Als es einen Toten gibt, weiß Brunetti, dass mehr auf dem Spiel steht. Mit großem Gespür und ungewöhnlichen Methoden geht Brunetti dem Verbrechen auf den Grund – und entdeckt einen florierenden Schwarzmarkt für Bücher.

 

Tod zwischen den Zeilen HB 

Originaltitel: By its cover
Autor: Donna Leon
Übersetzer: Werner Schmitz
Sprecher: Joachim Schönfeld
Verlag: Diogenes Hörbuch
Erschienen: 05 / 2015
ISBN: 978-3-257-80361-7
Spieldauer: 472 Minuten, 6 CDs; ungekürzte Lesung


Die Grundidee der Handlung
Es ist ein "nervtötender Montag“, den Brunetti im Büro verbringt.

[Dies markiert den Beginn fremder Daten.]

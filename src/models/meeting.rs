//! Weekday and meeting (weekly time slot) models.
//!
//! # Time Model
//! Meeting times are plain numbers in a unit chosen by the catalog
//! (typically fractional hours, e.g. `9.5` = 09:30). The unit must be
//! consistent across the whole catalog. Intervals are half-open
//! `[start, end)`: a meeting ending at 10 does not conflict with one
//! starting at 10.

use serde::{Deserialize, Serialize};

/// A teaching weekday.
///
/// Serialized with the single-letter registrar codes `M T W R F`.
#[derive(Debug, Clone, Copy, PartialEq, Eq, Hash, PartialOrd, Ord, Serialize, Deserialize)]
pub enum Weekday {
    /// Monday.
    #[serde(rename = "M")]
    Mon,
    /// Tuesday.
    #[serde(rename = "T")]
    Tue,
    /// Wednesday.
    #[serde(rename = "W")]
    Wed,
    /// Thursday.
    #[serde(rename = "R")]
    Thu,
    /// Friday.
    #[serde(rename = "F")]
    Fri,
}

impl Weekday {
    /// All weekdays in calendar order.
    pub const ALL: [Weekday; 5] = [
        Weekday::Mon,
        Weekday::Tue,
        Weekday::Wed,
        Weekday::Thu,
        Weekday::Fri,
    ];

    /// Position within the week (Mon = 0 .. Fri = 4).
    #[inline]
    pub fn index(self) -> usize {
        self as usize
    }

    /// Registrar code (`M`, `T`, `W`, `R`, `F`).
    pub fn code(self) -> char {
        match self {
            Weekday::Mon => 'M',
            Weekday::Tue => 'T',
            Weekday::Wed => 'W',
            Weekday::Thu => 'R',
            Weekday::Fri => 'F',
        }
    }
}

/// A weekly recurring meeting of a section.
#[derive(Debug, Clone, PartialEq, Serialize, Deserialize)]
pub struct Meeting {
    /// Day of the week.
    pub day: Weekday,
    /// Start time (inclusive).
    pub start: f64,
    /// End time (exclusive).
    pub end: f64,
}

impl Meeting {
    /// Creates a new meeting.
    pub fn new(day: Weekday, start: f64, end: f64) -> Self {
        Self { day, start, end }
    }

    /// Duration (end - start).
    #[inline]
    pub fn duration(&self) -> f64 {
        self.end - self.start
    }

    /// Whether two meetings overlap (same day, intersecting half-open ranges).
    pub fn overlaps(&self, other: &Self) -> bool {
        self.day == other.day && self.start < other.end && other.start < self.end
    }
}
//! Weekly candidate (generated timetable) model.

use serde::{Deserialize, Serialize};

use super::course_id_of;

/// A generated weekly timetable.
///
/// Holds at most one lecture section per course and at most one recitation
/// section per course. Lectures are fixed when the candidate is created;
/// recitations are only ever appended.
#[derive(Debug, Clone, Default, PartialEq, Eq, Serialize, Deserialize)]
pub struct WeeklyCandidate {
    /// Lecture section ids.
    pub lectures: Vec<String>,
    /// Recitation section ids, in placement order.
    pub recitations: Vec<String>,
    /// Courses that offer recitations but got none because no recitation
    /// section fit around the rest of the timetable.
    pub unplaced_recitations: Vec<String>,
}

impl WeeklyCandidate {
    /// Creates a candidate from lecture section ids.
    pub fn from_lectures(lectures: Vec<String>) -> Self {
        Self {
            lectures,
            ..Default::default()
        }
    }

    /// All section ids: lectures first, then recitations.
    pub fn section_ids(&self) -> impl Iterator<Item = &str> + '_ {
        self.lectures
            .iter()
            .chain(self.recitations.iter())
            .map(String::as_str)
    }

    /// Total number of sections.
    pub fn section_count(&self) -> usize {
        self.lectures.len() + self.recitations.len()
    }

    /// Course ids of the lectures, in lecture order.
    pub fn course_ids(&self) -> impl Iterator<Item = &str> + '_ {
        self.lectures.iter().map(|id| course_id_of(id))
    }

    /// Whether a lecture of the course is present.
    pub fn has_course(&self, course_id: &str) -> bool {
        self.course_ids().any(|c| c == course_id)
    }

    /// Whether every course wanting a recitation received one.
    pub fn is_fully_placed(&self) -> bool {
        self.unplaced_recitations.is_empty()
    }
}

Besonders wenn man bedenkt, dass er die Freuden des herannahenden Frühlings nur durch das Bürofenster sieht, um sich stattdessen durch relativ unergiebige Zeugenaussagen zu einer Schlägerei zwischen Wassertaxifahrern zu quälen. Ein Café wird ihn durch den Rest dieses Nachmittags retten müssen. Als er dann wieder am Empfang der Questura vorbeigeht, geht dort gerade ein Anruf ein: In einer ehrwürdigen Bibliothek sind sehr wertvolle Bände beschädigt oder gar zerstört worden. Ein Verlust, nicht nur für die Wissenschaft. Der erste Verdächtige scheint schnell gefunden: Ein amerikanischer Wissenschaftler hatte beinahe alle Bände einsehen wollen und ein erster Zeuge könnte ein Mann sein, der von allen nur Tertullian genannt wird. Er ist ehemaliger Priester und heißt Aldo Franchini. In einer ersten Befragung erweist er sich als höflich und zurückhaltend, mit Sicherheit unverdächtig. Besonders heikel wird der Fall, als Brunetti erfährt, dass auch ganze Bücher verschwunden sind und eines davon von Contessa Morosini-Albani gestiftet wurde, die mit Brunettis Frau Paola bekannt ist, deren Familie allerdings „bislang nur mit Horten, nicht mit Teilen“ beschäftigt hat. Als dann auch noch der amerikanische Wissenschaftler verschwunden bleibt und Franchini zum Mordopfer wird, steht Brunetti vor einem Rätsel, das durch die Aussage von Franchinis Bruder, Aldo sei ein "Dieb, Erpresser, Lügner und Betrüger" nur noch unlösbarer zu werden scheint. Mit viel Fingerspitzengefühl, taktischen Raffinessen, einfallsreichen Kollegen, aber auch mithilfe seiner Verbindungen folgt Brunetti den wenigen Spuren und entdeckt dabei mehr als nur ein dunkles Geheimnis.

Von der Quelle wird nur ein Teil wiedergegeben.